# Error Partitioning Hard Drive



## kovalenko5 (Jan 18, 2013)

I am trying to install freebsd FreeBSD 9.1 i386 onto an old computer that I had laying around. But when I get to the partitioning part of the installation I select "Guided" then "Entire Disk". It sets everything on its own and I press finish. Then I get this error.


```
Error mounting partition /mnt mount: dev/ada0p2: invalid argument
```

I would appreciate some help on this matter seeing as I do not have to much experience in partitioning.


----------



## SirDice (Jan 18, 2013)

Looking at the name ada0p2 I'm guessing there was already a partition on it. And it tried to add a second partition but that doesn't have enough space.


----------



## kovalenko5 (Jan 18, 2013)

Is there a way to fix that? I just deleted the partition, and tried to make it smaller in that case but it did not work. I am still pretty new to FreeBSD, so sorry that I don't know much about it.


----------



## SirDice (Jan 18, 2013)

Delete all existing partitions, at least that's assuming you only want FreeBSD on it. Then start the installer. You should end up with a ada0p1.


----------



## kovalenko5 (Jan 18, 2013)

Thank you very much it worked


----------



## iskaldvind (Feb 17, 2013)

I have the same situation while trying to install FreeBSD 9.1 i386 on virtual machine:


```
Error mounting partition /mnt mount: dev/ada0p2: invalid argument
```

This error appears when I trying to make zfs on root dir.
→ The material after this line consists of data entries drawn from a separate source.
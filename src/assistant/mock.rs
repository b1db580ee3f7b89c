//! Scripted in-memory gateway for tests.
//!
//! Stands in for the hosted service so the registry, coordinator, and HTTP
//! handlers can be exercised without a network. Poll results are consumed
//! from a script queue; an exhausted script keeps reporting
//! [`RunPollStatus::InProgress`].

use std::collections::VecDeque;
use std::sync::Mutex;
use std::sync::atomic::{AtomicUsize, Ordering};

use super::{AssistantGateway, GatewayError, RunPollStatus};

/// Scripted [`AssistantGateway`] double.
#[derive(Debug, Default)]
pub struct MockGateway {
    thread_counter: AtomicUsize,
    run_counter: AtomicUsize,
    poll_script: Mutex<VecDeque<Result<RunPollStatus, GatewayError>>>,
    reply: Mutex<String>,
    fail_start_run: Mutex<Option<GatewayError>>,
    posted_messages: Mutex<Vec<(String, String)>>,
    cancel_calls: Mutex<Vec<String>>,
}

impl MockGateway {
    /// Create a mock whose runs never finish until scripted otherwise.
    #[must_use]
    pub fn new() -> Self {
        Self::default()
    }

    /// Queue the result of the next unscripted poll.
    pub fn push_poll(&self, result: Result<RunPollStatus, GatewayError>) {
        self.poll_script.lock().unwrap().push_back(result);
    }

    /// Set the text returned by `latest_message`.
    pub fn set_reply(&self, text: impl Into<String>) {
        *self.reply.lock().unwrap() = text.into();
    }

    /// Make the next `start_run` call fail with the given error.
    pub fn fail_next_start_run(&self, err: GatewayError) {
        *self.fail_start_run.lock().unwrap() = Some(err);
    }

    /// Messages posted so far, as `(thread_id, text)` pairs.
    #[must_use]
    pub fn posted_messages(&self) -> Vec<(String, String)> {
        self.posted_messages.lock().unwrap().clone()
    }

    /// Run ids whose remote cancel was requested.
    #[must_use]
    pub fn cancel_calls(&self) -> Vec<String> {
        self.cancel_calls.lock().unwrap().clone()
    }
}

#[async_trait::async_trait]
impl AssistantGateway for MockGateway {
    async fn create_thread(&self, _api_key: &str) -> Result<String, GatewayError> {
        let n = self.thread_counter.fetch_add(1, Ordering::SeqCst) + 1;
        Ok(format!("thread_mock_{n}"))
    }

    async fn post_message(
        &self,
        _api_key: &str,
        thread_id: &str,
        text: &str,
    ) -> Result<(), GatewayError> {
        self.posted_messages
            .lock()
            .unwrap()
            .push((thread_id.to_string(), text.to_string()));
        Ok(())
    }

    async fn start_run(
        &self,
        _api_key: &str,
        _thread_id: &str,
        _assistant_id: &str,
    ) -> Result<String, GatewayError> {
        if let Some(err) = self.fail_start_run.lock().unwrap().take() {
            return Err(err);
        }
        let n = self.run_counter.fetch_add(1, Ordering::SeqCst) + 1;
        Ok(format!("run_mock_{n}"))
    }

    async fn poll_run(
        &self,
        _api_key: &str,
        _thread_id: &str,
        _run_id: &str,
    ) -> Result<RunPollStatus, GatewayError> {
        self.poll_script
            .lock()
            .unwrap()
            .pop_front()
            .unwrap_or(Ok(RunPollStatus::InProgress))
    }

    async fn cancel_run(
        &self,
        _api_key: &str,
        _thread_id: &str,
        run_id: &str,
    ) -> Result<(), GatewayError> {
        self.cancel_calls.lock().unwrap().push(run_id.to_string());
        Ok(())
    }

    async fn latest_message(
        &self,
        _api_key: &str,
        _thread_id: &str,
    ) -> Result<String, GatewayError> {
        Ok(self.reply.lock().unwrap().clone())
    }
}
I have just trying this:
1. Create empty virtual hdd
2. Choose "Guided" partitioning
3. Successfully commit changes
4. Delete partitioned virtual hdd
5. Create new empty virtual hdd
6. Choose "Guided" partitioning
7. Before commiting changes I manage root dir and change fs to zfs instead of ufs
8. Commit changes
9. Got this error.

Any ideas of what is going on?


----------



## wblock@ (Feb 17, 2013)

I've never tried to use bsdinstall(8) to install to ZFS, and don't know whether it can do it.  Is the ZFS kernel module loaded?


----------